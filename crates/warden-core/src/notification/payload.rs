//! Transport-neutral notification payload.
//!
//! Transports render this shape into their own schema (Discord embeds)
//! and must keep every part of it: title, description, color, thumbnail,
//! timestamp, author, footer and the ordered field list.

use chrono::{DateTime, Utc};
use serde::{Deserialize, Serialize};

/// Framing color of a notification.
#[derive(Debug, Clone, Copy, PartialEq, Eq, Serialize, Deserialize)]
#[serde(rename_all = "snake_case")]
pub enum Color {
    /// We declared the war.
    Aggressive,
    /// Something happened to us, or a war changed.
    Caution,
    /// The war is over.
    Success,
}

#[derive(Debug, Clone, PartialEq, Eq, Serialize, Deserialize)]
pub struct Author {
    pub name: String,
    pub icon_url: String,
}

#[derive(Debug, Clone, PartialEq, Eq, Serialize, Deserialize)]
pub struct Field {
    pub label: String,
    pub value: String,
}

impl Field {
    pub fn new(label: impl Into<String>, value: impl Into<String>) -> Self {
        Self { label: label.into(), value: value.into() }
    }
}

#[derive(Debug, Clone, PartialEq, Eq, Serialize, Deserialize)]
pub struct NotificationPayload {
    pub author: Author,
    pub title: String,
    pub description: String,
    pub color: Color,
    pub thumbnail_url: String,
    pub footer: String,
    pub timestamp: DateTime<Utc>,
    pub fields: Vec<Field>,
}

impl NotificationPayload {
    /// First field with the given label.
    pub fn field(&self, label: &str) -> Option<&Field> {
        self.fields.iter().find(|f| f.label == label)
    }
}
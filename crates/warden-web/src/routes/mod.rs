//! Route handlers.

pub mod health;
pub mod maintenance;
pub mod wars;

use axum::http::StatusCode;
use tracing::error;
use warden_core::WardenError;

/// Handler error: status plus a plain-text message.
pub type ApiError = (StatusCode, String);

pub(crate) fn internal(e: WardenError) -> ApiError {
    error!(error = %e, "Request failed");
    (StatusCode::INTERNAL_SERVER_ERROR, e.to_string())
}
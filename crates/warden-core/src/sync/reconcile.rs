//! The two reconciliation passes of a cycle.

use chrono::Utc;
use tracing::{debug, error, info, warn};

use super::{SyncContext, SyncReport};
use crate::change;
use crate::error::WardenResult;
use crate::involvement;
use crate::model::{Corporation, LedgerEntry, War, WarId};
use crate::notification::{self, MessageKind};

/// What handling one (corporation, war) pair amounted to.
#[derive(Debug, Clone, Copy, PartialEq, Eq)]
enum Outcome {
    Untouched,
    Notified,
}

impl Outcome {
    fn tally(self, report: &mut SyncReport) {
        match self {
            Self::Untouched => {}
            Self::Notified => report.notifications += 1,
        }
    }
}

/// Fetch and fan out every candidate war without a global record.
///
/// If any corporation's handling of a new war fails, the war's global
/// record is dropped again so the next cycle retries it. Corporations that
/// succeeded already hold a ledger entry and are not notified twice.
pub(super) async fn reconcile_new(ctx: &SyncContext, candidates: &[WarId], report: &mut SyncReport) {
    for &war_id in candidates {
        match ctx.records.has_record(war_id).await {
            Ok(true) => continue,
            Ok(false) => {}
            Err(e) => {
                error!(%war_id, error = %e, "Failed to look up war record");
                report.failures += 1;
                continue;
            }
        }

        if !ctx.pacing.is_zero() {
            tokio::time::sleep(ctx.pacing).await;
        }

        let war = match ctx.api.war(war_id).await {
            Ok(war) => war,
            Err(e) => {
                error!(%war_id, error = %e, "Failed to fetch war details");
                report.failures += 1;
                continue;
            }
        };

        if let Err(e) = ctx.records.save_record(&war).await {
            error!(%war_id, error = %e, "Failed to save war record");
            report.failures += 1;
            continue;
        }
        report.new_wars += 1;
        debug!(%war_id, "New war recorded");

        let mut failed = false;
        for corporation in ctx.eligible() {
            match introduce_war(ctx, corporation, &war).await {
                Ok(outcome) => outcome.tally(report),
                Err(e) => {
                    error!(
                        %war_id,
                        corporation_id = %corporation.corporation_id,
                        error = %e,
                        "Failed to handle new war for corporation"
                    );
                    report.failures += 1;
                    failed = true;
                }
            }
        }

        if failed {
            if let Err(e) = ctx.records.remove_record(war_id).await {
                warn!(%war_id, error = %e, "Failed to drop war record for retry");
            }
        }
    }
}

/// Notify a corporation about a war it has not seen yet, and record it.
/// A war the corporation already holds only has its snapshot refreshed.
async fn introduce_war(ctx: &SyncContext, corporation: &Corporation, war: &War) -> WardenResult<Outcome> {
    if !involvement::is_involved(war, corporation) {
        return Ok(Outcome::Untouched);
    }

    let now = Utc::now();

    // Already known (the global record was pruned and came back): take the
    // fresh snapshot without announcing it again.
    if ctx.ledger.entry(corporation.corporation_id, war.id).await?.is_some() {
        ctx.ledger.upsert(corporation.corporation_id, war, now).await?;
        debug!(war_id = %war.id, corporation_id = %corporation.corporation_id, "Ledger entry refreshed");
        return Ok(Outcome::Untouched);
    }

    let kind = if war.is_finished_at(now) { MessageKind::Finished } else { MessageKind::New };
    let payload = notification::compile(ctx.api.as_ref(), war, corporation, kind).await?;
    // Record before sending: a failed write must not lead to a repeat.
    ctx.ledger.upsert(corporation.corporation_id, war, now).await?;
    ctx.notifier.dispatch(&ctx.channels, &payload).await;

    info!(
        war_id = %war.id,
        corporation_id = %corporation.corporation_id,
        title = %payload.title,
        "War notification sent"
    );
    Ok(Outcome::Notified)
}

/// Re-fetch every war already in an eligible corporation's ledger and
/// notify on changes.
pub(super) async fn reconcile_existing(ctx: &SyncContext, report: &mut SyncReport) {
    for corporation in ctx.eligible() {
        let entries = match ctx.ledger.entries(corporation.corporation_id).await {
            Ok(entries) => entries,
            Err(e) => {
                error!(
                    corporation_id = %corporation.corporation_id,
                    error = %e,
                    "Failed to list ledger"
                );
                report.failures += 1;
                continue;
            }
        };

        for entry in entries {
            report.rechecked += 1;
            match recheck_war(ctx, corporation, &entry).await {
                Ok(outcome) => outcome.tally(report),
                Err(e) => {
                    error!(
                        war_id = %entry.war.id,
                        corporation_id = %corporation.corporation_id,
                        error = %e,
                        "Failed to recheck war"
                    );
                    report.failures += 1;
                }
            }
        }
    }
}

async fn recheck_war(ctx: &SyncContext, corporation: &Corporation, entry: &LedgerEntry) -> WardenResult<Outcome> {
    let war = ctx.api.war(entry.war.id).await?;
    let now = Utc::now();

    if !change::has_changed(&entry.war, &war) && !change::finished_transition(entry, &war, now) {
        return Ok(Outcome::Untouched);
    }

    let kind = if war.is_finished_at(now) {
        MessageKind::Finished
    } else {
        MessageKind::Updated { previous: &entry.war }
    };
    let payload = notification::compile(ctx.api.as_ref(), &war, corporation, kind).await?;
    ctx.ledger.upsert(corporation.corporation_id, &war, now).await?;
    ctx.notifier.dispatch(&ctx.channels, &payload).await;

    info!(
        war_id = %war.id,
        corporation_id = %corporation.corporation_id,
        title = %payload.title,
        "War change notification sent"
    );
    Ok(Outcome::Notified)
}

▶ **What is being asked**
Retype word for word everything in the listing above from the line that holds "Self::Notified => report.notifications" down to the line that holds "the war's global". Keep both end lines and leave out the rest.

▶ **Exercise response**
            Self::Notified => report.notifications += 1,
        }
    }
}

/// Fetch and fan out every candidate war without a global record.
///
/// If any corporation's handling of a new war fails, the war's global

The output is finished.